絵文字もない、たった1文のあっさりしたメールを送ってきた相手は、先程からずっと僕を待たせている人物だった。


【持ってる。正門にいる。いつまで待たせるつもりですか】

【え、ごめんずっと待ってた?】

【2リットルくらい汗かいた。帰りにジュース奢って】

おかげで脱水症状でくらくらしそうだ。



【ごめんね。夏休み中だし、待ってると思わなかった。ていうか、待ってなくてもいいよ】


何のジュースを奢ってもらうか考えている頃、予想外の返信が返ってきた。
待ってなくてもいい、って、どういうことだ。
メールを閉じ、発信履歴からなまえを見つけて発信ボタンを押した。


『……もしもし?アレン?』
「どういうことですか、さっきの」
『どういうことって、アレン、ずっと待ってたんでしょ?』
「それが?」
『だから…夏期講習中だし、帰る時間もズレると思うから…部活引退してまで待たせるのも悪いもん』
「…時間、ズレるの?」
『うん。今日から、部活の友達と残って勉強してこうって話になって…』

部活の友達、と言ったなまえ。真っ先に思い浮かんだのは、カラオケでもなまえの隣にいた、あいつ。


『……あのね、アレン』
僕が返答しないでいると、かしこまったように話を切り出してきたなまえ。

『わたしなら、ほんとにもう大丈夫だから。そんなに遅い時間にならないし、アレンだって自分の勉強があるでしょ?夏休みだし、遊んだりもするでしょ?』
人の勉強の心配するほどの余裕なんてないくせに。一丁前に僕を諭すように話すなまえに、少しだけいらいらする気持ちが見え隠れした。

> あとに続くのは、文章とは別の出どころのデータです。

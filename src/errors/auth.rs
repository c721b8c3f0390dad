//! Authentication and token errors
//!
//! The display strings are what GraphQL clients see for `tokenAuth`,
//! `verifyToken` and `refreshToken` failures.

use thiserror::Error;

use super::{CoreError, CoreErrorKind};

#[derive(Debug, Error)]
pub enum AuthError {
    #[error("Please enter valid credentials")]
    InvalidCredentials,

    #[error("Signature has expired")]
    SignatureExpired,

    #[error("Error decoding signature")]
    DecodeFailed,

    #[error("Invalid payload")]
    InvalidPayload,

    #[error("Refresh has expired")]
    RefreshExpired,

    #[error("User is disabled")]
    UserDisabled,

    #[error("Password hashing failed: {0}")]
    Hashing(String),

    #[error("Database error: {0}")]
    Database(String),
}

impl AuthError {
    pub fn error_code(&self) -> &'static str {
        match self {
            AuthError::InvalidCredentials
            | AuthError::SignatureExpired
            | AuthError::DecodeFailed
            | AuthError::InvalidPayload
            | AuthError::RefreshExpired => "UNAUTHORIZED",
            AuthError::UserDisabled => "FORBIDDEN",
            AuthError::Hashing(_) => "INTERNAL_ERROR",
            AuthError::Database(_) => "DATABASE_ERROR",
        }
    }
}

impl From<sea_orm::DbErr> for AuthError {
    fn from(err: sea_orm::DbErr) -> Self {
        AuthError::Database(err.to_string())
    }
}

impl From<AuthError> for CoreError {
    fn from(err: AuthError) -> Self {
        let kind = match &err {
            AuthError::UserDisabled => CoreErrorKind::Forbidden,
            AuthError::Hashing(_) => CoreErrorKind::Internal,
            AuthError::Database(_) => CoreErrorKind::Database,
            _ => CoreErrorKind::Unauthorized,
        };
        CoreError::new(kind, err.to_string())
    }
}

『…それにね、遅くなったときは友達が途中まで送ってってくれるって言ってくれてるの』

「…へぇ、」
『だから、大丈夫。自転車はそのまま使ってもいいから。…じゃあね、』
「なまえ、」

後ろで誰かの声がする電話越し。部活の友達に急かされているであろうなまえを、僕は分かっていながらも呼び止めた。

『ん?なに?』
「…“両角くん”に、送ってもらうの?」
『え……うーん、』

「なまえ、先に教室行ってるよ!」と、後ろで女子の声がした。「あ、うん、すぐ行く!」とあわてて答えたなまえ。
『ごめんね、もう行かなきゃ。じゃあね』
「なまえ、」

『なーに?』
「…国公立大、受けるの?」
僕の投げかけた質問が思ってもいなかった内容で、なまえは「へ?」と、何とも素っ頓狂な声をこぼした。
「ラビが、国公立文系クラスでなまえを見たって言ってた」
『あー、うん…そっか…』
「県外の私立受ける、って言ってたから、志望大学変えたのかと思って」
『…変えた、っていうか…』

何とも煮え切らない返答しか返さないなまえ。苛々しながら、答えを待った。さんざん僕を待たせた挙句、返ってきた答えは、



『…もー、わたしのことならそんなに心配しなくてもいいんだよ』


僕を控えめに突き放す、言葉だった。

『帰り道とか、志望大学のこととか、アレンには心配ばっかりかけてるね』
「別に心配とか、そんなんじゃなくて、」
『大丈夫だよ。もう迷惑かけないから。…わたしもいい加減、アレンに頼りっぱなしな自分じゃいけないなぁって、思ったから』

「…何で、そんな、いきなり…」



情けないことに、僕は上手く言葉を吐き出せなかった。僕のよく知る幼なじみのなまえとは、ほんの少し違う人物に思えた。なまえは、なまえなはずなのに。自分のよく見えるテリトリーにいた彼女が、隠れてこっそり片足を出し始めていた、みたいな、感覚。





「変わった」なんて、思わせないでほしい。




得体の知れない感覚が、じわじわと、身体じゅうを巡った。その感覚に耐えきれなくて、僕はそれを吐き捨てるように、電話越しに言った。

「……分かった、もういい。先に帰る」
『…あ、うん、ごめんね、』

なまえの声を、僕は自分の耳に届けなかった。言葉を吐き出して、すぐに携帯をポケットにしまいこんだ。


じわじわ、
まだ身体に残る不快な感覚を振り切るようにして、僕はスピードを上げて自転車を漕いだ。

汗で貼りつくワイシャツと前髪が、うざったくて、気持ち悪かった。